— Exercise brief —
Whenever a line below includes the string "schema", show it.

— Stored entries —
**********

//! # facade-core
//!
//! Dynamic object model, signatures and errors for the facade framework.
//!
//! This crate has minimal dependencies and is designed to be imported by code
//! that declares classes without needing the registries in `facade-std`.
//!
//! # Building Blocks
//!
//! ## Values and Arguments
//!
//! [`Value`] is the dynamically typed currency of every call. A call carries
//! [`Args`] (positional values plus keywords); binding them to a signature
//! produces [`BoundArguments`].
//!
//! ## Signature Model ([`MethodSignature`])
//!
//! Ordered parameters with optional defaults, plus optional variadic sinks.
//! [`MethodSignature::bind`] is the single calling convention shared by direct
//! instance calls and facade calls.
//!
//! ## Forwarding ([`ForwardingPlan`])
//!
//! The parameter list a facade declares and the argument expression it uses to
//! re-issue the call against the real method.
//!
//! ## Argument Translation ([`ArgumentTranslator`])
//!
//! Rewrites legacy keyword names ([`LegacyNames`]) before a call is forwarded.
//!
//! ## Object Model ([`Class`], [`Instance`])
//!
//! Classes with multiple bases and a cached C3 ancestor chain; members are
//! methods or plain attributes.
//!
//! # Error Types
//!
//! - [`FacadeError`] - Top-level error type
//! - [`CallError`] - Facade and method invocation errors
//! - [`DispatchError`] - Type-hierarchy dispatch errors

#![deny(clippy::wildcard_imports)]
#![warn(missing_docs)]

mod args;
mod class;
mod error;
mod forward;
mod instance;
mod signature;
mod translate;
mod value;

// Re-exports
pub use args::{Args, BoundArguments};
pub use class::{Class, ClassBuilder, ClassId, Member, Method, MethodBody};
pub use error::{
    ArgumentTranslationError, BindError, BoxError, CallError, ClassError, DispatchError,
    FacadeError, RegistryError, ValueError,
};
pub use forward::{ForwardingPlan, InnerArg, OuterParams};
pub use instance::{Instance, ProxyClass, Typed};
pub use signature::{MethodSignature, Param, RECEIVER, SignatureBuilder};
pub use translate::{ArgumentTranslator, LegacyNames};
pub use value::{FromValue, IntoReturn, Value};
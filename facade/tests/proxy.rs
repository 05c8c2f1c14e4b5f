//! Integration tests for the proxy registry.

mod common;

use common::{BATCH_OPERATIONS, OPERATIONS, echo_method, operations_class};
use facade::{
    Args, ArgumentTranslationError, BindError, CallError, Class, FacadeError, Instance,
    LegacyNames, MethodSignature, ProxyOptions, ProxyRegistry, RegistryError, Value,
    testing::CallRecorder,
};
use std::sync::Arc;

fn call_cases() -> Vec<(&'static str, Args)> {
    vec![
        ("add_column", Args::new().arg("account").arg("name")),
        (
            "add_column",
            Args::new().arg("account").arg("name").arg("public"),
        ),
        (
            "add_column",
            Args::new()
                .kwarg("column", "name")
                .kwarg("table_name", "account")
                .kwarg("schema", "public"),
        ),
        ("execute", Args::new().arg("SELECT 1")),
        (
            "execute",
            Args::new()
                .arg("INSERT")
                .arg(Value::None)
                .arg(1)
                .arg(2)
                .kwarg("timeout", 5),
        ),
        (
            "create_index",
            Args::new()
                .arg("ix_account_name")
                .arg("account")
                .arg(vec!["name"])
                .kwarg("unique", true)
                .kwarg("postgresql_using", "gin"),
        ),
    ]
}

#[test]
fn test_facade_calls_match_direct_calls() {
    let mut registry = ProxyRegistry::new();
    let op = registry.create_scope("op");
    registry.register_class(&OPERATIONS, op).unwrap();

    let instance = Arc::new(Instance::new(OPERATIONS.clone()));
    registry.attach_instance(&instance);

    for (name, args) in call_cases() {
        let direct = instance.call_method(name, args.clone()).unwrap();
        let proxied = registry.call(op, name, args).unwrap();
        assert_eq!(direct, proxied, "{name}");
    }
}

#[test]
fn test_facade_rejects_what_direct_call_rejects() {
    let mut registry = ProxyRegistry::new();
    let op = registry.create_scope("op");
    registry.register_class(&OPERATIONS, op).unwrap();
    let instance = Arc::new(Instance::new(OPERATIONS.clone()));
    registry.attach_instance(&instance);

    let bad = [
        Args::new().arg("account"),
        Args::new().arg("a").arg("b").arg("c").arg("d"),
        Args::new().arg("a").arg("b").kwarg("table_name", "c"),
        Args::new().arg("a").arg("b").kwarg("nullable", true),
    ];
    for args in bad {
        let direct = match instance.call_method("add_column", args.clone()) {
            Err(CallError::Binding(err)) => err,
            other => panic!("expected a binding error, got {other:?}"),
        };
        let proxied = match registry.call(op, "add_column", args) {
            Err(FacadeError::Call(CallError::Binding(err))) => err,
            other => panic!("expected a binding error, got {other:?}"),
        };
        assert_eq!(direct, proxied);
    }
}

#[test]
fn test_attach_binds_public_attributes_only() {
    let mut registry = ProxyRegistry::new();
    let op = registry.create_scope("op");
    registry.register_class(&OPERATIONS, op).unwrap();

    let instance = Arc::new(Instance::new(OPERATIONS.clone()).with_attr("dialect", "postgresql"));
    registry.attach_instance(&instance);

    let scope = registry.scope(op).unwrap();
    assert_eq!(scope.get("dialect"), Some(&Value::from("postgresql")));
    assert!(!scope.contains("_migration_context"));
    assert!(!scope.contains("_get_bind"));
    assert!(scope.facade("add_column").is_some());
    assert_eq!(
        scope.facade("add_column").unwrap().doc(),
        Some("Issue an \"add column\" instruction.")
    );
    assert!(Arc::ptr_eq(scope.active().unwrap(), &instance));
}

#[test]
fn test_subclass_exposes_inherited_members() {
    let mut registry = ProxyRegistry::new();
    let op = registry.create_scope("op");
    registry.register_class(&BATCH_OPERATIONS, op).unwrap();
    registry.attach_instance(&Arc::new(Instance::new(BATCH_OPERATIONS.clone())));

    let out = registry
        .call(op, "batch_alter_table", Args::new().arg("account"))
        .unwrap();
    assert_eq!(
        out,
        Value::from(r#"batch_alter_table(table_name="account", recreate="auto")"#)
    );
    assert!(registry.scope(op).unwrap().facade("add_column").is_some());
    assert_eq!(
        registry.scope(op).unwrap().get("dialect"),
        Some(&Value::from("sqlite"))
    );
}

#[test]
fn test_second_attach_replaces_active_instance() {
    let mut registry = ProxyRegistry::new();
    let op = registry.create_scope("op");
    registry.register_class(&OPERATIONS, op).unwrap();

    let first = Arc::new(Instance::new(OPERATIONS.clone()).with_attr("dialect", "mysql"));
    let second = Arc::new(Instance::new(OPERATIONS.clone()).with_attr("dialect", "oracle"));
    registry.attach_instance(&first);
    registry.attach_instance(&second);

    let scope = registry.scope(op).unwrap();
    assert!(Arc::ptr_eq(scope.active().unwrap(), &second));
    assert_eq!(scope.get("dialect"), Some(&Value::from("oracle")));
}

#[test]
fn test_attribute_and_method_of_same_name_share_a_scope() {
    let operations = operations_class();
    let context = Class::builder("MigrationContext")
        .method(
            "dialect",
            echo_method(MethodSignature::builder("dialect").build().unwrap()),
        )
        .build()
        .unwrap();
    let mut registry = ProxyRegistry::new();
    let op = registry.create_scope("op");
    registry.register_class(&operations, op).unwrap();
    registry.register_class(&context, op).unwrap();

    registry.attach_instance(&Arc::new(Instance::new(operations.clone())));
    let scope = registry.scope(op).unwrap();
    assert_eq!(scope.get("dialect"), Some(&Value::from("sqlite")));
    assert!(scope.facade("dialect").is_none());
    assert!(matches!(
        registry.call(op, "dialect", Args::new()),
        Err(FacadeError::Call(CallError::UnknownName { .. }))
    ));
    assert_eq!(
        registry
            .call(op, "add_column", Args::new().arg("account").arg("name"))
            .unwrap(),
        Value::from(r#"add_column(table_name="account", column="name", schema=None)"#)
    );

    registry.attach_instance(&Arc::new(Instance::new(context.clone())));
    let scope = registry.scope(op).unwrap();
    assert!(scope.get("dialect").is_none());
    assert_eq!(
        scope.facade("dialect").unwrap().class_name(),
        "MigrationContext"
    );
    assert_eq!(
        registry.call(op, "dialect", Args::new()).unwrap(),
        Value::from("dialect()")
    );
}

#[test]
fn test_detach_clears_scope() {
    let mut registry = ProxyRegistry::new();
    let op = registry.create_scope("op");
    registry.register_class(&OPERATIONS, op).unwrap();

    let instance = Arc::new(Instance::new(OPERATIONS.clone()));
    registry.attach_instance(&instance);
    registry.detach_instance(&instance);

    let scope = registry.scope(op).unwrap();
    assert!(scope.active().is_none());
    assert!(scope.get("dialect").is_none());

    for name in ["add_column", "execute", "create_index"] {
        match scope.call(name, Args::new().arg("a").arg("b").arg("c")) {
            Err(CallError::ProxyNotEstablished { class, member }) => {
                assert_eq!(class, "Operations");
                assert_eq!(member, name);
            }
            other => panic!("expected ProxyNotEstablished, got {other:?}"),
        }
    }
}

#[test]
fn test_call_before_attach_names_class_and_member() {
    let mut registry = ProxyRegistry::new();
    let op = registry.create_scope("op");
    registry.register_class(&OPERATIONS, op).unwrap();

    let err = registry
        .call(op, "add_column", Args::new().arg("account").arg("name"))
        .unwrap_err();
    let message = err.to_string();
    assert!(message.contains("'add_column'"), "{message}");
    assert!(message.contains("'Operations'"), "{message}");
}

#[test]
fn test_member_added_reaches_every_scope() {
    let class = operations_class();
    let mut registry = ProxyRegistry::new();
    let op = registry.create_scope("op");
    let context = registry.create_scope("context");
    registry.register_class(&class, op).unwrap();
    registry.register_class(&class, context).unwrap();
    registry.attach_instance(&Arc::new(Instance::new(class.clone())));

    class.set_member(
        "drop_table",
        echo_method(
            MethodSignature::builder("drop_table")
                .param("table_name")
                .build()
                .unwrap(),
        ),
    );
    registry.notify_member_added(&class, "drop_table");

    for scope in [op, context] {
        let out = registry
            .call(scope, "drop_table", Args::new().arg("account"))
            .unwrap();
        assert_eq!(out, Value::from(r#"drop_table(table_name="account")"#));
    }
}

#[test]
fn test_member_added_to_base_reaches_subclass_scope() {
    let base = operations_class();
    let batch = Class::builder("BatchOperations").base(&base).build().unwrap();
    let mut registry = ProxyRegistry::new();
    let op = registry.create_scope("op");
    registry.register_class(&batch, op).unwrap();

    registry.add_member(&base, "bulk_insert", echo_method(
        MethodSignature::builder("bulk_insert")
            .param("table")
            .param("rows")
            .build()
            .unwrap(),
    ));
    assert!(registry.scope(op).unwrap().facade("bulk_insert").is_some());
}

#[test]
fn test_hidden_prefix_is_configurable() {
    let class = operations_class();
    let mut registry =
        ProxyRegistry::with_options(ProxyOptions::new().with_hidden_prefix("__"));
    let op = registry.create_scope("op");
    registry.register_class(&class, op).unwrap();

    assert_eq!(registry.options().hidden_prefix(), "__");
    assert!(registry.scope(op).unwrap().facade("_get_bind").is_some());
}

#[test]
fn test_unknown_names_and_scopes() {
    let mut registry = ProxyRegistry::new();
    let op = registry.create_scope("op");
    registry.register_class(&OPERATIONS, op).unwrap();

    assert!(matches!(
        registry.call(op, "drop_everything", Args::new()),
        Err(FacadeError::Call(CallError::UnknownName { .. }))
    ));

    let batch_op = registry.create_scope("batch_op");
    let mut other = ProxyRegistry::new();
    other.create_scope("a");
    let foreign = other.create_scope("b");
    assert_eq!(foreign.index(), batch_op.index());
    assert!(matches!(
        registry.call(foreign, "add_column", Args::new()),
        Err(FacadeError::Registry(RegistryError::UnknownScope(1)))
    ));
}

// ============================================================================
// Legacy argument names
// ============================================================================

fn legacy_class(recorder: &CallRecorder) -> Arc<Class> {
    let signature = MethodSignature::builder("create_foreign_key")
        .param("constraint_name")
        .param("source_table")
        .param("referent_table")
        .param_default("onupdate", Value::None)
        .varkw("dialect_kw")
        .build()
        .unwrap();
    let method = recorder.method(signature).with_legacy_names(
        LegacyNames::new()
            .rule("name", "constraint_name")
            .rule("source", "source_table"),
    );
    Class::builder("Operations")
        .method("create_foreign_key", method)
        .build()
        .unwrap()
}

#[test]
fn test_legacy_keyword_is_renamed() {
    let recorder = CallRecorder::new();
    let class = legacy_class(&recorder);
    let mut registry = ProxyRegistry::new();
    let op = registry.create_scope("op");
    registry.register_class(&class, op).unwrap();
    registry.attach_instance(&Arc::new(Instance::new(class.clone())));

    registry
        .call(
            op,
            "create_foreign_key",
            Args::new()
                .kwarg("name", "fk_user")
                .kwarg("source", "address")
                .kwarg("referent_table", "user"),
        )
        .unwrap();

    let call = recorder.last().unwrap();
    assert_eq!(call.param("constraint_name"), Some(&Value::from("fk_user")));
    assert_eq!(call.param("source_table"), Some(&Value::from("address")));
    assert_eq!(call.param("referent_table"), Some(&Value::from("user")));
    assert!(!call.varkw.contains_key("name"));
    assert!(!call.varkw.contains_key("source"));
}

#[test]
fn test_legacy_old_name_value_is_forwarded_under_new_name() {
    let recorder = CallRecorder::new();
    let class = legacy_class(&recorder);
    let mut registry = ProxyRegistry::new();
    let op = registry.create_scope("op");
    registry.register_class(&class, op).unwrap();
    registry.attach_instance(&Arc::new(Instance::new(class.clone())));

    registry
        .call(
            op,
            "create_foreign_key",
            Args::new()
                .arg("fk")
                .kwarg("source", 5)
                .kwarg("referent_table", "user")
                .kwarg("onupdate", "CASCADE"),
        )
        .unwrap();

    let call = recorder.last().unwrap();
    assert_eq!(call.param("constraint_name"), Some(&Value::from("fk")));
    assert_eq!(call.param("source_table"), Some(&Value::Int(5)));
    assert_eq!(call.param("onupdate"), Some(&Value::from("CASCADE")));
    assert!(call.varkw.is_empty());
}

#[test]
fn test_legacy_missing_positional_names_parameter() {
    let recorder = CallRecorder::new();
    let class = legacy_class(&recorder);
    let mut registry = ProxyRegistry::new();
    let op = registry.create_scope("op");
    registry.register_class(&class, op).unwrap();
    registry.attach_instance(&Arc::new(Instance::new(class.clone())));

    let err = registry
        .call(
            op,
            "create_foreign_key",
            Args::new().kwarg("name", "fk_user").arg("address"),
        )
        .unwrap_err();
    match err {
        FacadeError::Call(CallError::ArgumentTranslation(ArgumentTranslationError { param })) => {
            assert_eq!(param, "referent_table");
        }
        other => panic!("expected ArgumentTranslationError, got {other:?}"),
    }
    assert_eq!(recorder.count(), 0);
}

#[test]
fn test_translation_error_precedes_proxy_check() {
    let recorder = CallRecorder::new();
    let class = legacy_class(&recorder);
    let mut registry = ProxyRegistry::new();
    let op = registry.create_scope("op");
    registry.register_class(&class, op).unwrap();

    let err = registry
        .call(op, "create_foreign_key", Args::new())
        .unwrap_err();
    assert!(matches!(
        err,
        FacadeError::Call(CallError::ArgumentTranslation(_))
    ));

    let err = registry
        .call(op, "create_foreign_key", Args::new().arg("a").arg("b").arg("c"))
        .unwrap_err();
    assert!(matches!(
        err,
        FacadeError::Call(CallError::ProxyNotEstablished { .. })
    ));
}

#[test]
fn test_unknown_keyword_still_fails_after_translation() {
    let class = Class::builder("Operations")
        .method(
            "drop_constraint",
            echo_method(
                MethodSignature::builder("drop_constraint")
                    .param("constraint_name")
                    .param("table_name")
                    .build()
                    .unwrap(),
            )
            .with_legacy_names(LegacyNames::new().rule("name", "constraint_name")),
        )
        .build()
        .unwrap();
    let mut registry = ProxyRegistry::new();
    let op = registry.create_scope("op");
    registry.register_class(&class, op).unwrap();
    registry.attach_instance(&Arc::new(Instance::new(class.clone())));

    let err = registry
        .call(
            op,
            "drop_constraint",
            Args::new().arg("uq").arg("account").kwarg("type_", "unique"),
        )
        .unwrap_err();
    assert!(matches!(
        err,
        FacadeError::Call(CallError::Binding(BindError::UnexpectedKeyword { .. }))
    ));
}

**********

— Written solution —
                .kwarg("schema", "public"),
        Value::from(r#"add_column(table_name="account", column="name", schema=None)"#)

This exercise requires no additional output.